#### [Work item]
Within the listing below, please copy exactly the lines between the line holding "self.changes.push(change);" and the line holding "pub(crate) fn commit(&mut", inclusive.

#### [Input data]
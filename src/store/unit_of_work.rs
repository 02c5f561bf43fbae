// ============================================================================
// Unit of Work
// ============================================================================
//
// State Pattern over the transactional lifecycle:
// Active -> Committed / Aborted. Staged changes accumulate while active and
// become visible only when the gateway commits the whole unit atomically.
//
// ============================================================================

use std::sync::atomic::{AtomicU64, Ordering};

use super::change::PendingChange;
use crate::core::{Result, RiskError};

/// Global unit-of-work id counter.
static NEXT_UOW_ID: AtomicU64 = AtomicU64::new(1);

/// Unique identifier for a unit of work.
#[derive(Debug, Clone, Copy, PartialEq, Eq, Hash, PartialOrd, Ord)]
pub struct UowId(pub u64);

impl UowId {
    pub fn new() -> Self {
        UowId(NEXT_UOW_ID.fetch_add(1, Ordering::SeqCst))
    }

    pub fn as_u64(&self) -> u64 {
        self.0
    }
}

impl Default for UowId {
    fn default() -> Self {
        Self::new()
    }
}

impl std::fmt::Display for UowId {
    fn fmt(&self, f: &mut std::fmt::Formatter<'_>) -> std::fmt::Result {
        write!(f, "uow_{}", self.0)
    }
}

/// Lifecycle state of a unit of work.
///
/// ```text
/// Active ──commit──> Committed
///   │
///   └──abort──> Aborted
/// ```
#[derive(Debug, Clone, Copy, PartialEq, Eq)]
pub enum UowState {
    Active,
    Committed,
    Aborted,
}

impl UowState {
    pub fn is_active(&self) -> bool {
        matches!(self, UowState::Active)
    }

    pub fn is_terminal(&self) -> bool {
        matches!(self, UowState::Committed | UowState::Aborted)
    }
}

impl std::fmt::Display for UowState {
    fn fmt(&self, f: &mut std::fmt::Formatter<'_>) -> std::fmt::Result {
        match self {
            UowState::Active => write!(f, "ACTIVE"),
            UowState::Committed => write!(f, "COMMITTED"),
            UowState::Aborted => write!(f, "ABORTED"),
        }
    }
}

/// A transaction-shaped batch of staged changes.
///
/// # Thread safety
/// A unit of work belongs to a single caller; the gateway synchronizes
/// across units at commit time.
#[derive(Debug)]
pub struct UnitOfWork {
    id: UowId,
    state: UowState,
    changes: Vec<PendingChange>,
}

impl UnitOfWork {
    pub fn new() -> Self {
        Self {
            id: UowId::new(),
            state: UowState::Active,
            changes: Vec::new(),
        }
    }

    pub fn id(&self) -> UowId {
        self.id
    }

    pub fn state(&self) -> UowState {
        self.state
    }

    pub fn changes(&self) -> &[PendingChange] {
        &self.changes
    }

    pub fn change_count(&self) -> usize {
        self.changes.len()
    }

    pub fn is_empty(&self) -> bool {
        self.changes.is_empty()
    }

    /// Stage a change.
    ///
    /// # Errors
    /// Returns an error if the unit is no longer active.
    pub fn stage(&mut self, change: PendingChange) -> Result<()> {
        if !self.state.is_active() {
            return Err(RiskError::Execution(format!(
                "Cannot stage change: {} is {}",
                self.id, self.state
            )));
        }
        self.changes.push(change);
        Ok(())
    }

    /// Mark the unit committed.
    ///
    /// Called by the gateway only, after the interceptor pass succeeded and
    /// the changes were applied.
    pub(crate) fn commit(&mut self) -> Result<()> {
        if !self.state.is_active() {
            return Err(RiskError::Execution(format!(
                "Cannot commit: {} is already {}",
                self.id, self.state
            )));
        }
        self.state = UowState::Committed;
        Ok(())
    }

    /// Discard all staged changes and mark the unit aborted.
    pub fn abort(&mut self) -> Result<()> {
        if !self.state.is_active() {
            return Err(RiskError::Execution(format!(
                "Cannot abort: {} is already {}",
                self.id, self.state
            )));
        }
        self.changes.clear();
        self.state = UowState::Aborted;
        Ok(())
    }
}

impl Default for UnitOfWork {
    fn default() -> Self {
        Self::new()
    }
}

#### [Response below]
        self.changes.push(change);
        Ok(())
    }

    /// Mark the unit committed.
    ///
    /// Called by the gateway only, after the interceptor pass succeeded and
    /// the changes were applied.
    pub(crate) fn commit(&mut self) -> Result<()> {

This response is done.